Exploring Census Household Pulse Survey Part 1

Background

The Census Bureau began the Household Pulse Survey to measure the impacts of the Coronavirus Pandemic on the U.S. Household Population. This post will demonstrate some basics of downloading the data, getting it into R, and doing some simple analysis.

Download this post as an R Markdown file here.

Getting the data

This analysis will be based around using the Public Use File (PUF). The PUF contains the person-level responses to the survey and can be used to produce custom estimates. The PUFs for each week are published at https://www.census.gov/programs-surveys/household-pulse-survey/datasets.html.

The code below will download and unzip the data.

# icesTAF::mkdir("Data")
# download.file("https://www2.census.gov/programs-surveys/demo/datasets/hhp/2020/wk1/HPS_Week01_PUF_CSV.zip", "Data/HPS_Week01_PUF_CSV.zip")

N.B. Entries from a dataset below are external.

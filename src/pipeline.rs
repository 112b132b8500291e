//! 解析パイプライン
//!
//! 画像 → リクエスト構築 → 送信 → 応答パース → 解析結果（+サムネイル）

use crate::error::Result;
use crate::imaging;
use crate::store::RecordStore;
use crate::transport::Transport;
use image::DynamicImage;
use log::{info, warn};
use scan_ai_common::{
    build_chat_request, parse_response, AnalysisOutcome, ChatRequest, Mode, ModelParams,
    PersistedRecord, PromptContext, Thumbnail,
};
use std::sync::Arc;
use tokio_util::sync::CancellationToken;

pub struct Analyzer {
    transport: Arc<dyn Transport>,
    context: PromptContext,
    params: ModelParams,
}

impl Analyzer {
    pub fn new(transport: Arc<dyn Transport>, context: PromptContext, params: ModelParams) -> Self {
        Self {
            transport,
            context,
            params,
        }
    }

    pub fn context(&self) -> &PromptContext {
        &self.context
    }

    /// 読み込み済み画像とモードから送信リクエストを構築
    pub fn build_request(&self, image: &DynamicImage, mode: Mode) -> Result<ChatRequest> {
        let encoded = imaging::encode_for_upload(image)?;
        Ok(build_chat_request(&encoded, mode, &self.context, &self.params))
    }

    /// 1枚の画像を解析
    ///
    /// # Arguments
    /// * `image` - 元画像のバイト列（PNG/JPEG など）
    /// * `mode` - 解析モード
    /// * `cancel` - 送信中の中断用
    ///
    /// # Returns
    /// 解析結果。APIキー未設定 → 画像変換エラーの順に、ネットワークに触れる前に返る
    pub async fn analyze(
        &self,
        image: &[u8],
        mode: Mode,
        cancel: &CancellationToken,
    ) -> Result<AnalysisOutcome> {
        self.transport.ready()?;

        let image = imaging::decode(image)?;
        let request = self.build_request(&image, mode)?;
        info!("解析開始: {} ({})", mode.label(), self.params.model);

        let body = self.transport.send(&request, cancel).await?;
        let mut outcome = parse_response(&body, mode)?;

        match imaging::make_thumbnail(&image) {
            Ok(jpeg) => outcome.attach_thumbnail(Some(Thumbnail::from(jpeg))),
            Err(e) => warn!("サムネイル作成に失敗: {}", e),
        }

        info!(
            "解析完了: {} / {} ({}件)",
            outcome.title,
            outcome.value,
            outcome.payload.len()
        );
        Ok(outcome)
    }
}

/// 解析結果を履歴に保存
pub fn save(store: &dyn RecordStore, outcome: &AnalysisOutcome) -> Result<PersistedRecord> {
    let record = PersistedRecord::from_outcome(outcome)?;
    store.insert(&record)?;
    info!("履歴に保存: {}", record.id);
    Ok(record)
}
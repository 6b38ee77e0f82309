use std::sync::Arc;

use clap::Parser;
use srm_simulation::*;

#[derive(Parser)]
#[command(author, version, about = "Solid rocket motor internal ballistics simulator")]
struct Cli {
    /// Number of identical BATES grains in the stack
    #[arg(long, default_value_t = 4)]
    grains: usize,

    /// Simulation time step in seconds
    #[arg(long, default_value_t = TIME_STEP)]
    time_step: f64,

    /// Ambient pressure in psi
    #[arg(long, default_value_t = SEA_LEVEL_PRESSURE)]
    ambient_pressure: f64,

    /// Two-phase flow efficiency, (0, 1]
    #[arg(long, default_value_t = TWO_PHASE_FLOW_EFFICIENCY)]
    two_phase: f64,

    /// Skin friction efficiency, (0, 1]
    #[arg(long, default_value_t = SKIN_FRICTION_EFFICIENCY)]
    skin_friction: f64,

    /// Nozzle divergence half angle in degrees
    #[arg(long, default_value_t = 15.0)]
    half_angle: f64,

    /// Print every time step
    #[arg(long, default_value_t = false)]
    verbose: bool,
}

fn main() -> Result<(), Box<dyn std::error::Error>> {
    let cli = Cli::parse();

    let propellant = Arc::new(Propellant::new("68/10", 0.0341, 0.2249, 4706.0, 0.058, 1.226)?);
    let grains = (0..cli.grains)
        .map(|_| Grain::cylindrical_core(2.0, 4.0, 2.0, 1.0, propellant.clone()))
        .collect::<Result<Vec<_>, _>>()?;
    let nozzle = Nozzle::conical(0.5, 2.0, cli.half_angle, 0.25)?;
    let motor = Motor::new(grains, nozzle);

    let settings = SimSettings::default()
        .with_time_step(cli.time_step)
        .with_ambient_pressure(cli.ambient_pressure)
        .with_two_phase_flow_efficiency(cli.two_phase)
        .with_skin_friction_efficiency(cli.skin_friction);

    println!(
        "Simulating {} grain(s): {:.3} lb of propellant, Kn {:.1}, port/throat {:.2}, volume loading {:.1}%",
        motor.get_num_grains(),
        motor.get_propellant_mass(),
        motor.get_kn(),
        motor.get_port_to_throat_ratio(),
        100.0 * motor.get_volume_loading()
    );

    let sim = InternalBallisticsSim::new(UnitConverter::new());
    let mut telemetry = Telemetry::new();

    match sim.run_with(&motor, &settings, |point| telemetry.collect_data(point), None) {
        Ok(results) => {
            if cli.verbose {
                telemetry.display_data();
            }
            println!("{}", telemetry.summary(&results, sim.units())?);
        }
        Err(e) => {
            println!("Simulation failed: {}", e);
        }
    }

    Ok(())
}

# unzip("Data/HPS_Week01_PUF_CSV.zip", exdir = "Data/HPS_Week01_PUF_CSV")

Working with the data

library(forcats)
library(scales)
library(srvyr)
library(tidyverse)

First, we read in the PUF.

puf <- read_csv(file = "Data/HPS_Week01_PUF_CSV/pulse2020_puf_01.csv")

The PUF contains the PWEIGHT variable to produce (weighted) estimates. In order to calculate standard errors though, we also need the “Replicate Weights” file, attaching it to the PUF.

repweights <- read_csv(file = "Data/HPS_Week01_PUF_CSV/pulse2020_repwgt_puf_01.csv")
puf_w_weights <- inner_join(puf, repweights, by = c("SCRAM","WEEK"))

Now, we convert data frame to survey object. This allows for calculating summary statistics without re-specifying the weight each time.

wgts <- colnames(repweights)[3:length(colnames(repweights))]

survey_puf <- as_survey_rep(puf_w_weights, id = SCRAM, weights = PWEIGHT, 
                            repweights = all_of(wgts), type = "Fay", rho = 0.5005)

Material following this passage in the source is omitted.